Il se laissa entourer le cou de deux belles mains, tandis qu’une voix câline disait à son oreille :
— Oui, mon cher bon ami : j’ai compté sur vous pour parler à maman ! Oh ! ne dites pas non, je vous en prie ! vous êtes si bon !
Mais le général détacha les mains de Diane et se remit à marcher en roulant ses épaules d’un air furibond.
— En voilà une corvée ! Parler à ta mère ! lui demander ta main pour un autre qu’Hubert !
T’aider à faire un mariage absurde, alors que je t’en avais arrangé un qui t’allait comme un gant !
Il plaisait à ta mère, il plaisait à ton tuteur, il aurait plu à Hubert… et à toi quand tu l’aurais mieux connu…

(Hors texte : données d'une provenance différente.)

//! 时区与日期键模块
//!
//! 所有按天分片的统计记录都以"本地日历日"为键（`YYYY-MM-DD`）。
//! 日期键通过 chrono-tz 的本地化转换计算，在夏令时切换时保持稳定。

use chrono::{DateTime, Duration, Utc};
use chrono_tz::Tz;
use tracing::warn;

/// 校验时区标识符，非法时回退到 UTC
///
/// 总函数，永不失败。
pub fn normalize_time_zone(tz: &str) -> Tz {
    let s = if tz.is_empty() { "UTC" } else { tz };
    match s.parse::<Tz>() {
        Ok(tz) => tz,
        Err(_) => {
            warn!("Invalid time zone '{}', falling back to UTC", s);
            Tz::UTC
        }
    }
}

/// 计算给定时刻在给定时区下的日期键（`YYYY-MM-DD`）
pub fn day_key(tz: &str, instant: DateTime<Utc>) -> String {
    let zone = normalize_time_zone(tz);
    instant.with_timezone(&zone).format("%Y-%m-%d").to_string()
}

/// 计算 `now` 往前第 n 天（按 24 小时回拨）的日期键
///
/// 范围查询用它枚举最近 N 天的分片键。
pub fn day_key_days_back(tz: &str, now: DateTime<Utc>, n: i64) -> String {
    day_key(tz, now - Duration::days(n))
}

#[cfg(test)]
mod tests {
    use super::*;
    use chrono::TimeZone;

    #[test]
    fn test_normalize_valid_zone() {
        assert_eq!(normalize_time_zone("America/Chicago"), chrono_tz::America::Chicago);
        assert_eq!(normalize_time_zone("Asia/Shanghai"), chrono_tz::Asia::Shanghai);
    }

    #[test]
    fn test_normalize_invalid_zone_falls_back() {
        assert_eq!(normalize_time_zone("Mars/Olympus"), Tz::UTC);
        assert_eq!(normalize_time_zone(""), Tz::UTC);
    }

    #[test]
    fn test_day_key_crosses_midnight_locally() {
        // 2024-01-02 03:00 UTC = 2024-01-01 21:00 在芝加哥
        let instant = Utc.with_ymd_and_hms(2024, 1, 2, 3, 0, 0).unwrap();
        assert_eq!(day_key("America/Chicago", instant), "2024-01-01");
        assert_eq!(day_key("UTC", instant), "2024-01-02");
    }

    #[test]
    fn test_day_key_stable_across_dst() {
        // 芝加哥 2024-03-10 02:00 本地进入夏令时
        let before = Utc.with_ymd_and_hms(2024, 3, 10, 7, 59, 0).unwrap(); // 01:59 CST
        let after = Utc.with_ymd_and_hms(2024, 3, 10, 8, 1, 0).unwrap(); // 03:01 CDT
        assert_eq!(day_key("America/Chicago", before), "2024-03-10");
        assert_eq!(day_key("America/Chicago", after), "2024-03-10");
    }

    #[test]
    fn test_day_key_days_back() {
        let now = Utc.with_ymd_and_hms(2024, 6, 15, 12, 0, 0).unwrap();
        assert_eq!(day_key_days_back("UTC", now, 0), "2024-06-15");
        assert_eq!(day_key_days_back("UTC", now, 1), "2024-06-14");
        assert_eq!(day_key_days_back("UTC", now, 7), "2024-06-08");
    }
}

Non… non, mon enfant, ne compte pas sur moi pour cette besogne ! Tu as voulu embrouiller toute seule tes affaires, au lieu de suivre tranquillement le plan qu’on t’avait tracé… Arrange-les !… Je ne m’en mêlerai pas.
Diane se tenait assise auprès du bureau, la figure cachée dans ses mains.
De temps à autre le général lui lançait un regard entre deux bouts de phrases.
Soudain, il alla à elle, enleva les mains qui voilaient le beau visage désolé et, sortant son mouchoir de sa poche, il essuya les larmes qu’il avait vu couler entre ses doigts.